> **About this task**:
Search the records that follow and extract every line containing the string "ChatResponse".

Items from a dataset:
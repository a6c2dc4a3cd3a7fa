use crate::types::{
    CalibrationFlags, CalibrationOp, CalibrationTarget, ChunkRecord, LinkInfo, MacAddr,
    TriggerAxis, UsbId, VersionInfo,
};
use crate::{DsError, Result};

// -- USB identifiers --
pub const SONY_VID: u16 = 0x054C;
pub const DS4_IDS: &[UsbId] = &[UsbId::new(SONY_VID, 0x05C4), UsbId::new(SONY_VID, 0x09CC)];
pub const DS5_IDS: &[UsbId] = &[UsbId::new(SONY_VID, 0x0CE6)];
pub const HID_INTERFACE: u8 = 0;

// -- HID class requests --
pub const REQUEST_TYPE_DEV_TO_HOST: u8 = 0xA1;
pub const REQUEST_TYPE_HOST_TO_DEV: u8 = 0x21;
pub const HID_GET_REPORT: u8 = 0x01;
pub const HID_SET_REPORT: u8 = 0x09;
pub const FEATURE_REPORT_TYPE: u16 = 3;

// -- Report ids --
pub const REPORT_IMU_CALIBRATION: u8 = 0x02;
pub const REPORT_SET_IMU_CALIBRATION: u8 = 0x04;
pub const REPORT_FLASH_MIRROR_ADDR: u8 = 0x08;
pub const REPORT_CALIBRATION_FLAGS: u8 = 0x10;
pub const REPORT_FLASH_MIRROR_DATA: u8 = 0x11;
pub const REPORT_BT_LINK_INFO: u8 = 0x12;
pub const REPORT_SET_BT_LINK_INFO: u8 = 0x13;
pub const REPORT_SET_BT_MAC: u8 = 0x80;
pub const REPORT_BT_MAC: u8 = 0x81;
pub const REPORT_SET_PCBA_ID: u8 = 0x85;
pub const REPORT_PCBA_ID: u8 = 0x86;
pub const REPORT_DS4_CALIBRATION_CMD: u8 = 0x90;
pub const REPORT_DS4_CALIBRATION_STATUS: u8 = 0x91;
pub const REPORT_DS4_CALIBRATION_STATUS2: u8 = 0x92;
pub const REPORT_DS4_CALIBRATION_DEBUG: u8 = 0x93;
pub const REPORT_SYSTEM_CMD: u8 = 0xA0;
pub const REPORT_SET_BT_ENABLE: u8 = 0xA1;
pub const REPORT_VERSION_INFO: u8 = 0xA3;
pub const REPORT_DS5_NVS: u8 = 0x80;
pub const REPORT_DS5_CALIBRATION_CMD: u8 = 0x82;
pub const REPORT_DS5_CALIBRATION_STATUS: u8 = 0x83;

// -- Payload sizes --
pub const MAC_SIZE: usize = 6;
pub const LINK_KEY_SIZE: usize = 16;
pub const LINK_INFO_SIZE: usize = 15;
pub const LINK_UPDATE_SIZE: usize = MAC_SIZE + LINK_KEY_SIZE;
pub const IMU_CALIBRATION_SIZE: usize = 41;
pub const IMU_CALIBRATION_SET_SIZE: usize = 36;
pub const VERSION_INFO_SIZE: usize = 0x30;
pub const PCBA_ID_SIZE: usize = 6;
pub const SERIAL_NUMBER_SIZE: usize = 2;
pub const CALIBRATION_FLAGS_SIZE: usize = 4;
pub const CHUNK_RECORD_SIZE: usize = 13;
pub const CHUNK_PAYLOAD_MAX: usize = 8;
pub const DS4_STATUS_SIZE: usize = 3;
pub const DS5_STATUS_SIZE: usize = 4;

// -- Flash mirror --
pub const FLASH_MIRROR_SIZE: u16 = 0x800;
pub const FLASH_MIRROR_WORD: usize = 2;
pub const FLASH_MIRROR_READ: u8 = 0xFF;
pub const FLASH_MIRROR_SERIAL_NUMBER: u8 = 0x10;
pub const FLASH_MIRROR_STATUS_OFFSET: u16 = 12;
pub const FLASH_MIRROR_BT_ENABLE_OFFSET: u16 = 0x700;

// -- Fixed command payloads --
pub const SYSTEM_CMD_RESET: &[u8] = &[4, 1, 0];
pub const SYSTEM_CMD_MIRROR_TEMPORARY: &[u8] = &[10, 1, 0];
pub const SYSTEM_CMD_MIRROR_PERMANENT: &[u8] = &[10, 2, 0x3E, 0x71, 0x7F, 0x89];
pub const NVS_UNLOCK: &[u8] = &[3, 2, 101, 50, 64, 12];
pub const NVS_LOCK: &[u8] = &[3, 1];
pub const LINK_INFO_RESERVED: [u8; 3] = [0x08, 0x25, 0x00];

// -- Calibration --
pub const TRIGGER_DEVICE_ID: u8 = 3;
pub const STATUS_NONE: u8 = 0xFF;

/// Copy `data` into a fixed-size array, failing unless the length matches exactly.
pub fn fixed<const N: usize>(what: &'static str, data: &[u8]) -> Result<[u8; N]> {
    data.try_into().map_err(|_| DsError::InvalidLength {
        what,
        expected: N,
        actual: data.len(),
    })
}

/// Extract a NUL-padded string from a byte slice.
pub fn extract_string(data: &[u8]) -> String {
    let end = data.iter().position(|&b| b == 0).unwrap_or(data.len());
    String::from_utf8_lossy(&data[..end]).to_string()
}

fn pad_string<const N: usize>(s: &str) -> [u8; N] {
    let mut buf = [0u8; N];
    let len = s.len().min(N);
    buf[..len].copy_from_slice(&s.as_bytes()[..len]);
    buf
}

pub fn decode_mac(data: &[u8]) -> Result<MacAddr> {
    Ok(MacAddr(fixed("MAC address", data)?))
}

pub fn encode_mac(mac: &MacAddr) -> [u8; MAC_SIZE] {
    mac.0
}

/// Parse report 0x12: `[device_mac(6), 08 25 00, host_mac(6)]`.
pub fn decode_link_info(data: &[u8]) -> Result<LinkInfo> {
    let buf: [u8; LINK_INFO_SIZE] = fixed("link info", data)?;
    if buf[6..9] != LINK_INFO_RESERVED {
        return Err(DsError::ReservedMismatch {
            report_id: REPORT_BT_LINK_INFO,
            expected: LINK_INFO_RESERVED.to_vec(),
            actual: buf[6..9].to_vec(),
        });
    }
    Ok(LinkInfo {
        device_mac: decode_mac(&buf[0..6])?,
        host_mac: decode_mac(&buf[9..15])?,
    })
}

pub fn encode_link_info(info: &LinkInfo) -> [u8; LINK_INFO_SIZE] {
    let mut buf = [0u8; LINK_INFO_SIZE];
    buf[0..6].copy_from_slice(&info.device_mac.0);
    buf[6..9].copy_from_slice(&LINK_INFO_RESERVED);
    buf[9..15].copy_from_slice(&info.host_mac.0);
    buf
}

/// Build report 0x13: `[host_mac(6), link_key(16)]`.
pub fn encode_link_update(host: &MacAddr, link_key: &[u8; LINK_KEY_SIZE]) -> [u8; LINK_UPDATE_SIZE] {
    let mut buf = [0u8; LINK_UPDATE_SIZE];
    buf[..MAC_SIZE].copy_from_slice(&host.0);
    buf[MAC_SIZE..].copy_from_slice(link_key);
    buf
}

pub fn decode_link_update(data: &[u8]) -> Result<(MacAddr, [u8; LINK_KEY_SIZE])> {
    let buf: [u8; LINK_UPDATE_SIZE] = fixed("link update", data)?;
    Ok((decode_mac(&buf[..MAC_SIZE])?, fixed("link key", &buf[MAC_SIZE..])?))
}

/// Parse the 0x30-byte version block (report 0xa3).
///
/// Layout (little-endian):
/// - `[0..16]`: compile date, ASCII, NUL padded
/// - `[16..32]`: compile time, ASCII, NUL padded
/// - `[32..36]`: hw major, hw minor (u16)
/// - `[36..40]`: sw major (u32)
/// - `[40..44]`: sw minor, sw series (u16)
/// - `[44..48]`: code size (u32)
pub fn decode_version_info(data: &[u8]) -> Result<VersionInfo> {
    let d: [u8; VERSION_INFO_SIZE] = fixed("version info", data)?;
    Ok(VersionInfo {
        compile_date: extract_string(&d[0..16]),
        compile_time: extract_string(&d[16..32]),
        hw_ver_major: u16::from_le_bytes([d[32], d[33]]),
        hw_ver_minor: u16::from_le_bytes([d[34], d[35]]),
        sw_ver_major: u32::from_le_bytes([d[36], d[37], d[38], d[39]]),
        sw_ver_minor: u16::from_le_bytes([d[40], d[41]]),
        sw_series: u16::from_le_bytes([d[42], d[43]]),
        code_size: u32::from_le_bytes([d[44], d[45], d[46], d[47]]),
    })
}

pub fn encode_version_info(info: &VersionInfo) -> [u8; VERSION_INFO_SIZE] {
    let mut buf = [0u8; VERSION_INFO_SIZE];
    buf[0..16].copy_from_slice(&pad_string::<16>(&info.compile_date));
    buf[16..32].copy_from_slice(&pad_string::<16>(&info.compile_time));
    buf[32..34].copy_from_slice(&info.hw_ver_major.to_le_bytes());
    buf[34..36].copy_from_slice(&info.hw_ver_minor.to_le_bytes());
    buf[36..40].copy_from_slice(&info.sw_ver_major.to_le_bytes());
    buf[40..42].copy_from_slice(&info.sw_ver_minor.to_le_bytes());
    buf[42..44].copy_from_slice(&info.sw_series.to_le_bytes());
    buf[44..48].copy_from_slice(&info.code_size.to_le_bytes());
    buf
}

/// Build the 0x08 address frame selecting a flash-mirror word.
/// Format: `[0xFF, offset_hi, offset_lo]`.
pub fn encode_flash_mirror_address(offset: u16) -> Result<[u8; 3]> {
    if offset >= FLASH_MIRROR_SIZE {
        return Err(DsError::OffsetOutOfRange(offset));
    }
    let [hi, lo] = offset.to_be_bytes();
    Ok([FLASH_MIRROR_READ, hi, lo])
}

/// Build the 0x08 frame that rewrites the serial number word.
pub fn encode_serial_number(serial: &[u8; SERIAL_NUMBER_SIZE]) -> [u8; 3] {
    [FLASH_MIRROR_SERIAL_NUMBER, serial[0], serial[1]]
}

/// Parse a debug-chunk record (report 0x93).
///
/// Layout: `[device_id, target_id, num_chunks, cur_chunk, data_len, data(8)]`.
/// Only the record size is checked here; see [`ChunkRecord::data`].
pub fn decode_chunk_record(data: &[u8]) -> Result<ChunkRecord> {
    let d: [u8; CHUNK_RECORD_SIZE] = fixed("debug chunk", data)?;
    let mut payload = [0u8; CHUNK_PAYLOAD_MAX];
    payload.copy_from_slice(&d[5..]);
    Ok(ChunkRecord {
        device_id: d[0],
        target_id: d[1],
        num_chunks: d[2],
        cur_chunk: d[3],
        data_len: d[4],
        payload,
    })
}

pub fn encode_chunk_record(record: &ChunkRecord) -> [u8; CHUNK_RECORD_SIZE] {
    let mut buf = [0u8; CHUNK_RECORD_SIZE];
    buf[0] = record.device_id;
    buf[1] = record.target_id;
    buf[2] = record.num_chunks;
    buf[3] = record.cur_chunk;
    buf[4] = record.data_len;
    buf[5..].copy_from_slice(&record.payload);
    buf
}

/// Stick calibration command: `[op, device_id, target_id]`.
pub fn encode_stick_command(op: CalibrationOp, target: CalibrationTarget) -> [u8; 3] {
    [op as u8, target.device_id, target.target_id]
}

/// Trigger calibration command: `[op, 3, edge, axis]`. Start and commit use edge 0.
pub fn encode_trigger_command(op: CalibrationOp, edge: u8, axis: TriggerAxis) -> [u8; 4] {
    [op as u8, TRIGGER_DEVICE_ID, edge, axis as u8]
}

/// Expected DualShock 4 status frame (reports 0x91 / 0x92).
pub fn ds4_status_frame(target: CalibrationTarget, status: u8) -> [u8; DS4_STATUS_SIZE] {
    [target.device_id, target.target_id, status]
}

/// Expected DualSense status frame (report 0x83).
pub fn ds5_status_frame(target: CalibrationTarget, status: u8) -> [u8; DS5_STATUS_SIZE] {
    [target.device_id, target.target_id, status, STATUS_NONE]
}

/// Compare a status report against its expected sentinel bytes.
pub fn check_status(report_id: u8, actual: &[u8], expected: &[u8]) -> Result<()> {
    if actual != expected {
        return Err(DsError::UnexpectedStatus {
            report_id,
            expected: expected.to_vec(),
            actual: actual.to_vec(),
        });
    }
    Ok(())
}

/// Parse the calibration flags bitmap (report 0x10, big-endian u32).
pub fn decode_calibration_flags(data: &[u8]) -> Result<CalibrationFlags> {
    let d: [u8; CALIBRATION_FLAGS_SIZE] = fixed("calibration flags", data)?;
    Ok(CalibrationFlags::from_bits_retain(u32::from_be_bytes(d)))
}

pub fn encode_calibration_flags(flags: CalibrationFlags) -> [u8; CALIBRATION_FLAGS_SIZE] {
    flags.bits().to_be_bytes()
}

...

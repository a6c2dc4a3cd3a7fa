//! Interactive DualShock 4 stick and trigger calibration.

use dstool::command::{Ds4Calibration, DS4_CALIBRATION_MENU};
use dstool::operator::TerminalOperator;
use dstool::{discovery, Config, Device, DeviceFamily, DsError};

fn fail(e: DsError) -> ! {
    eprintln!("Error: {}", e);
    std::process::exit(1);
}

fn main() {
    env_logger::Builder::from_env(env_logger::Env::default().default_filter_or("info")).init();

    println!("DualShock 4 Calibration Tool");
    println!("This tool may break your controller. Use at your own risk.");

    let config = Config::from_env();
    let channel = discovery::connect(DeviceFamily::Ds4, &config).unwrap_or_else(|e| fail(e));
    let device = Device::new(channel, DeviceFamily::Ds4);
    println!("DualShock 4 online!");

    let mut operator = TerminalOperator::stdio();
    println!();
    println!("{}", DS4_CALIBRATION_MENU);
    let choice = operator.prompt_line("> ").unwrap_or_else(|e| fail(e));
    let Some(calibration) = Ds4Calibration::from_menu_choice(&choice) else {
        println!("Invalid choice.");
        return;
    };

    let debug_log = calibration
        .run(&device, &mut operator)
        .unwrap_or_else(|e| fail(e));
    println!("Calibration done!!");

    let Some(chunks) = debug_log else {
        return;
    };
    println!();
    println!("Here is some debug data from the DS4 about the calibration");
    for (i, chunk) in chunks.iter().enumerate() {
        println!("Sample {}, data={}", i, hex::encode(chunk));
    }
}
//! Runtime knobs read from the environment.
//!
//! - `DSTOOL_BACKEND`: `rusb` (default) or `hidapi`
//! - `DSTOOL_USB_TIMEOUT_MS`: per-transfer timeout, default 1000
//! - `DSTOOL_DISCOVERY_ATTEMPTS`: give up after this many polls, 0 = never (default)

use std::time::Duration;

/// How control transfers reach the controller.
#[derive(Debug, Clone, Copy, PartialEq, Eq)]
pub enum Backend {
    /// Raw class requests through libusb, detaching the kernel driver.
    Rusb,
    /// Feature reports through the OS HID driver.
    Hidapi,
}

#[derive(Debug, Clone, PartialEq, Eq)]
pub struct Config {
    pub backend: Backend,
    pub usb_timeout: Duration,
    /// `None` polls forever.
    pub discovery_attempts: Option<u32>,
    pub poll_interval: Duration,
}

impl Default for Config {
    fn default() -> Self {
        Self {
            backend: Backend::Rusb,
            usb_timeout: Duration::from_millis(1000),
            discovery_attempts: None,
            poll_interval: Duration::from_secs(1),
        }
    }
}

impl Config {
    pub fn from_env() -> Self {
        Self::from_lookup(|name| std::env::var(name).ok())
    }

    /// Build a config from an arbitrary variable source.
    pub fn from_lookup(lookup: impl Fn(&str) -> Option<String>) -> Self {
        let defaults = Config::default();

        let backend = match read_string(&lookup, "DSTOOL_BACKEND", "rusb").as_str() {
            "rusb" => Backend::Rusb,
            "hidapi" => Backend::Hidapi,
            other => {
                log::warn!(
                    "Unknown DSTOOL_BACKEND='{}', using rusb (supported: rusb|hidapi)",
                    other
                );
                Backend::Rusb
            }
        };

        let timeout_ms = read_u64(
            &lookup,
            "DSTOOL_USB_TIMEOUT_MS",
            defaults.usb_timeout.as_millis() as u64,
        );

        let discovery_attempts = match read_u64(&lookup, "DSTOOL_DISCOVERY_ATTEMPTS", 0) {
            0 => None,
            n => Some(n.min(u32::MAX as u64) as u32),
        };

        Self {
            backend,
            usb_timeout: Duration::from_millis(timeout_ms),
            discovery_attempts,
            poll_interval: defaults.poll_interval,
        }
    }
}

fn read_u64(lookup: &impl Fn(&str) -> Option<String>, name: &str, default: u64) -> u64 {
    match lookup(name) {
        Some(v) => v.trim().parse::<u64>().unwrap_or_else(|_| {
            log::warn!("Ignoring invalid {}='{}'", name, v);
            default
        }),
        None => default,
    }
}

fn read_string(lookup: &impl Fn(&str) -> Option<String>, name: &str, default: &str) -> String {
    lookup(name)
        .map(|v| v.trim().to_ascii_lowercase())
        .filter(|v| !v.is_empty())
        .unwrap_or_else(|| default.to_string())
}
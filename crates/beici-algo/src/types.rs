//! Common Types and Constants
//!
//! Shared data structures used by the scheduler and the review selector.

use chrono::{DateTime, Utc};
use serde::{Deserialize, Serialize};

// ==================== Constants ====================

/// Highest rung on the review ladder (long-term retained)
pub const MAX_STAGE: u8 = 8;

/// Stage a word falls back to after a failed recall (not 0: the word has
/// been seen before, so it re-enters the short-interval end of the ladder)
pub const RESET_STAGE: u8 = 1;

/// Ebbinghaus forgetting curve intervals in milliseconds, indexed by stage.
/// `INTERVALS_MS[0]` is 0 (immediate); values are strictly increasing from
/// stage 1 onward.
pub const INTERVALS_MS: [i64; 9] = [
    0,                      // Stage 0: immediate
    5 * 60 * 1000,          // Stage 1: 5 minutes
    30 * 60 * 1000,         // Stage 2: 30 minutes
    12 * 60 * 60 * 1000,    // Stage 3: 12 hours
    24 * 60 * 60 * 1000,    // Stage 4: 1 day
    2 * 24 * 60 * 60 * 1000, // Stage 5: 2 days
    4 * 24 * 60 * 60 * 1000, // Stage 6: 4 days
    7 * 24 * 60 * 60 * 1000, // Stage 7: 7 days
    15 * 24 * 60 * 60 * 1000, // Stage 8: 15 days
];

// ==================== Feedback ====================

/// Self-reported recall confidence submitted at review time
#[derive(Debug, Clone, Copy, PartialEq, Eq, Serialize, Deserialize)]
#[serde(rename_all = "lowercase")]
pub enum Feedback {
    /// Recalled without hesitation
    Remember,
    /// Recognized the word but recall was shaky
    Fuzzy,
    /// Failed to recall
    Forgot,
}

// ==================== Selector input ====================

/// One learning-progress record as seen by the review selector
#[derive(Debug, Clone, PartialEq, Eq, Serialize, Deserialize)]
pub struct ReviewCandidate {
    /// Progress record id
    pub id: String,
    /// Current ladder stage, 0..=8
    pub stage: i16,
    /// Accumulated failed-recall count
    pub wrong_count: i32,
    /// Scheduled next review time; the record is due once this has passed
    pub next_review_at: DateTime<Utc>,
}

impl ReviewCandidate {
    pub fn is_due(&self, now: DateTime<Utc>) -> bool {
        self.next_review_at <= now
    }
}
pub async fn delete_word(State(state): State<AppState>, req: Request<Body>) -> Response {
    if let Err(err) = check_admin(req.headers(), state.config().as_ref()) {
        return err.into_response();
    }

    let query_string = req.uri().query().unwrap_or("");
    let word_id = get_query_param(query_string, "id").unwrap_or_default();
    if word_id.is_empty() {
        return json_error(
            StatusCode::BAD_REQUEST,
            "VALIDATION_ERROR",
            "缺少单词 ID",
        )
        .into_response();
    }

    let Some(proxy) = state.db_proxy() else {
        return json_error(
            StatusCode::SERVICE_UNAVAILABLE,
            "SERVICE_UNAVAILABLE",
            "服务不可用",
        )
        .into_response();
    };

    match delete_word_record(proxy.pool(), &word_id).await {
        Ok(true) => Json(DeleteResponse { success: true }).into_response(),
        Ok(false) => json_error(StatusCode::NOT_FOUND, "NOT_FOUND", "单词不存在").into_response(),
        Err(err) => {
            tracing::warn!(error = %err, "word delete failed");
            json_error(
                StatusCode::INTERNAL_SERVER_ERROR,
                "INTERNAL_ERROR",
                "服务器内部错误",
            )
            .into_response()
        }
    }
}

--

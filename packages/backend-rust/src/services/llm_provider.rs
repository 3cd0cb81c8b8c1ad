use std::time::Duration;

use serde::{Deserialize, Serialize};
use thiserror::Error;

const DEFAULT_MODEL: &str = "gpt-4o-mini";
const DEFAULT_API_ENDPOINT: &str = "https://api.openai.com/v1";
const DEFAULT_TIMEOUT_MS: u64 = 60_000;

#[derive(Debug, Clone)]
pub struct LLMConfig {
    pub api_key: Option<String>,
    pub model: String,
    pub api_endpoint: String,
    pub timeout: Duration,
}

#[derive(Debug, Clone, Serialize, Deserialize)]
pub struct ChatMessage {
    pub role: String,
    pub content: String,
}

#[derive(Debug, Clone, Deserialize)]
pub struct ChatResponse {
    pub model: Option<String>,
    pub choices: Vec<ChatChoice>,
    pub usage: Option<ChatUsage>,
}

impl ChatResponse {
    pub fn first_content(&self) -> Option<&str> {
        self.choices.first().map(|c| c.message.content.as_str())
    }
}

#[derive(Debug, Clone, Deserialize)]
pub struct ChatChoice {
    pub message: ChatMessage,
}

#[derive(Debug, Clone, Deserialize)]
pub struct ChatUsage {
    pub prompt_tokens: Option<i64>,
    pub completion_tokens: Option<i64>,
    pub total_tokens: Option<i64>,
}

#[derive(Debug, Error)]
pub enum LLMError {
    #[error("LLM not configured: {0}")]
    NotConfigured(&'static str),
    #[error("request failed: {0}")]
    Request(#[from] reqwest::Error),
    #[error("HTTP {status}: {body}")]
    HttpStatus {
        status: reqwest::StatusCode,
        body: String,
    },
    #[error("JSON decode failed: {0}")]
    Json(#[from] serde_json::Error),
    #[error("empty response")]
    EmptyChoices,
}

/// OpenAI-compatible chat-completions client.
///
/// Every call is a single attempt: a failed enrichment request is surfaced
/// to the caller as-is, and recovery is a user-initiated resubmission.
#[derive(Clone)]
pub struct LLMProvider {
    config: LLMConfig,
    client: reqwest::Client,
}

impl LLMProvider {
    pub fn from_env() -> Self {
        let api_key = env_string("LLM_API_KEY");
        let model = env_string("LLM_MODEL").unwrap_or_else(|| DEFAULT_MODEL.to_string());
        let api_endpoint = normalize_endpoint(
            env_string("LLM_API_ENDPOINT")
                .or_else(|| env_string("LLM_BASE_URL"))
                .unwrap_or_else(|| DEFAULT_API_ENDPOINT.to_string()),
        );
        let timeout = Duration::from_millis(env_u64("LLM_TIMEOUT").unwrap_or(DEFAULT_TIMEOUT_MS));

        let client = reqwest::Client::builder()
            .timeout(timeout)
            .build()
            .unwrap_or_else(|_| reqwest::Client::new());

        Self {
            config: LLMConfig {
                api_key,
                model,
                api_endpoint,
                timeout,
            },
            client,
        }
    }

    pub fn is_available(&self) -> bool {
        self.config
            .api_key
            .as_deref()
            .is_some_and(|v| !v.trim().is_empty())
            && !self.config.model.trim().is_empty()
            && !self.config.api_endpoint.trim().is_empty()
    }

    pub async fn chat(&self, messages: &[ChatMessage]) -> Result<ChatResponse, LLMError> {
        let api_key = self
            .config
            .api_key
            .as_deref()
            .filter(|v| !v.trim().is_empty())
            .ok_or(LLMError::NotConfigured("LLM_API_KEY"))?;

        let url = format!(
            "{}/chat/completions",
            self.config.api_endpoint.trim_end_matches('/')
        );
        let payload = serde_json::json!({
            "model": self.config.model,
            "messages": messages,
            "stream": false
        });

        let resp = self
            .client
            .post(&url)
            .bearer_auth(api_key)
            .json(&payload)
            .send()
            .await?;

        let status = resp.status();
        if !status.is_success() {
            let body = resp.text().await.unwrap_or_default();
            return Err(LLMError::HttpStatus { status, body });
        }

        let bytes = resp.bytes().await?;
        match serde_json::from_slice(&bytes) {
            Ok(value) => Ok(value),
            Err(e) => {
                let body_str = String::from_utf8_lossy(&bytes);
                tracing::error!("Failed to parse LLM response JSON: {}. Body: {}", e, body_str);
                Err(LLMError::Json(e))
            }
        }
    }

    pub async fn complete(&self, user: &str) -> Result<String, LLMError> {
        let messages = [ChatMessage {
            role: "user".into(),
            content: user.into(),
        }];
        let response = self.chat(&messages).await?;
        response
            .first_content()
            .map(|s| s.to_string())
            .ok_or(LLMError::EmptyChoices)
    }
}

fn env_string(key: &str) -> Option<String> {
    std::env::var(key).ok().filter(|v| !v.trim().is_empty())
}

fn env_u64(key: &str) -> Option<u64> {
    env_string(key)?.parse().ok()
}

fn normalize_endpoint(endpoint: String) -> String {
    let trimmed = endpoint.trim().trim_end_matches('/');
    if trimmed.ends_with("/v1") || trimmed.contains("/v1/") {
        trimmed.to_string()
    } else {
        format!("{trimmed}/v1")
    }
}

> **Written response**:
pub struct ChatResponse {
impl ChatResponse {
    pub async fn chat(&self, messages: &[ChatMessage]) -> Result<ChatResponse, LLMError> {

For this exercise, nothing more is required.